He reveals why he put his money on Luka Chuppi
Kartik Aaryan and Kriti Sanon in Luka Chuppi.

Karishma Upadhyay   |   Published 03.03.19, 01:27 PM

Having scored big with last year’s sleeper hit Stree, producer Dinesh Vijan is bullish about the movies his production house Maddock Films is producing currently. The banner that launched with Deepika Padukone and Saif Ali Khan’s Cocktail in 2012 has 10 films in production that includes a biopic on Arun Khetrapal, the youngest Indian army officer to have been awarded the Param Vir Chakra, sequels to Stree and Hindi Medium and the romcom Luka Chuppi, that’s currently playing in cinemas. Over multiple rounds of espressos, Dinesh spoke with t2 recently at Sun ’n’ Sand Hotel, in Juhu, Mumbai about the kind of stories he wants to tell, creating cinematic universes and learning from his failures.

What made you want to tell the story of Luka Chuppi?

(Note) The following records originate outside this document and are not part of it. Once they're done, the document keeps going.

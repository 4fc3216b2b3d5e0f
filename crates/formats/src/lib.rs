pub mod dataset;
pub mod layout;

pub use dataset::*;
pub use layout::*;
use std::path::PathBuf;

use clap::{Parser, Subcommand};
use sync::{Summary, SyncController};
use tools::{
    SessionSource, filter_from_args, open_session, parse_record_id, parse_sequence,
    parse_time_mode, simulate, style_from_json,
};
use tracing::info;
use tracing_subscriber::EnvFilter;

#[derive(Parser, Debug)]
#[command(author, version, about = "Headless driver for the synchronized space-time cubes")]
struct Args {
    /// JSON config file (every field optional)
    #[arg(long)]
    config: Option<PathBuf>,

    /// Dataset rows (JSON array of sheet rows)
    #[arg(long)]
    data: PathBuf,

    /// Node layout positions for the network cube
    #[arg(long)]
    layout: Option<PathBuf>,

    #[command(subcommand)]
    command: Command,
}

#[derive(Subcommand, Debug)]
enum Command {
    /// Load, optionally filter/style/select, and print the resulting state
    Summary {
        #[command(flatten)]
        view: ViewArgs,
    },

    /// Run a transition sequence on the render clock and print the final state
    Simulate {
        #[command(flatten)]
        view: ViewArgs,

        /// Comma-separated layouts: stc, jp, si, ani
        #[arg(long, default_value = "stc,si,stc")]
        sequence: String,

        /// Seconds each layout is held before the next one starts
        #[arg(long, default_value_t = 5.0)]
        hold: f64,

        /// Render ticks per second
        #[arg(long, default_value_t = 60)]
        fps: u32,
    },
}

#[derive(clap::Args, Debug)]
struct ViewArgs {
    /// Category_1 to keep (empty keeps all)
    #[arg(long)]
    category: Option<String>,

    /// Start of the date interval
    #[arg(long)]
    start: Option<String>,

    /// End of the date interval
    #[arg(long)]
    end: Option<String>,

    /// aggregated | absolute
    #[arg(long)]
    time: Option<String>,

    /// Style command JSON, e.g. '{"numSlices": 5}'
    #[arg(long)]
    style: Option<String>,

    /// Record id to highlight
    #[arg(long)]
    highlight: Option<String>,
}

fn main() {
    tracing_subscriber::fmt()
        .with_env_filter(EnvFilter::from_default_env())
        .with_writer(std::io::stderr)
        .init();

    if let Err(e) = real_main() {
        eprintln!("error: {e}");
        std::process::exit(1);
    }
}

fn real_main() -> Result<(), String> {
    let args = Args::parse();
    let source = SessionSource {
        config: args.config.as_deref(),
        data: Some(args.data.as_path()),
        layout: args.layout.as_deref(),
    };
    let mut controller = open_session(&source)?;

    match args.command {
        Command::Summary { view } => {
            apply_view_args(&mut controller, &view)?;
        }
        Command::Simulate {
            view,
            sequence,
            hold,
            fps,
        } => {
            apply_view_args(&mut controller, &view)?;
            let sequence = parse_sequence(&sequence)?;
            let frames = simulate(&mut controller, &sequence, hold, fps);
            info!(frames, steps = sequence.len(), "simulation finished");
        }
    }

    let summary = Summary::of(&controller);
    let json = serde_json::to_string_pretty(&summary).map_err(|e| format!("serialize: {e}"))?;
    println!("{json}");
    Ok(())
}

fn apply_view_args(controller: &mut SyncController, view: &ViewArgs) -> Result<(), String> {
    if let Some(style) = &view.style {
        controller.apply_style(style_from_json(style)?);
    }
    if let Some(mode) = &view.time {
        controller.set_time_mode(parse_time_mode(mode)?);
    }
    if let Some(filter) = filter_from_args(
        view.category.as_deref(),
        view.start.as_deref(),
        view.end.as_deref(),
    )? {
        controller.filter(filter);
    }
    if let Some(id) = &view.highlight {
        controller.highlight(Some(parse_record_id(id)?));
    }
    Ok(())
}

I’m very fond of Laxman Utekar, the director, but that’s not the only reason. It was also Rohan’s (Shankar) script. No script had made me laugh so much. It reminded me of the old Hrishikesh Mukherjee films that were clean, funny and had an entire family involved. I felt we had not seen something like that in a while. As a country, we’re very involved in each other’s lives. Our mothers want to know what we’re doing, we really want to know what our neighbours and colleagues are doing, and that’s our strength and weakness. In that world, where you have an over-involved family, lying can be very injurious to one’s health — that’s what Luka Chuppi is about.

I really like the boy’s (Guddu, played by Kartik Aaryan) character because he just loves this girl and she’s a new-age woman. I really like to have strong girl characters, maybe because I’m very close to my mother and I’ve grown up in a house with two sisters. The film has its emotion in the right place but it’s not emotional... it’s funny. I like films like that. With me, it’s simple. When I hear a script, I cannot not make that film.

You are not from the film business. Have your reasons for picking a film changed over the years?

Yes and no. I think I keep myself relevant. Not being from the film business helps. When I started, there was a gap between the films I wanted to make and what was working. We tried to bridge that gap while making them. Right now, I feel all the stories I’ve always wanted to tell are in fashion.

I don’t like making films that have a reference point and I don’t like repeating ideas. On Thursday evenings, I get insecure when films like Badlapur, Stree or Hindi Medium come out, because there are no reference points and you can’t safely say that this will work. There’s always the fear whether it’ll be accepted because it’s ultimately the audience’s perspective. (Robert) De Niro said the most important decision is which story to tell.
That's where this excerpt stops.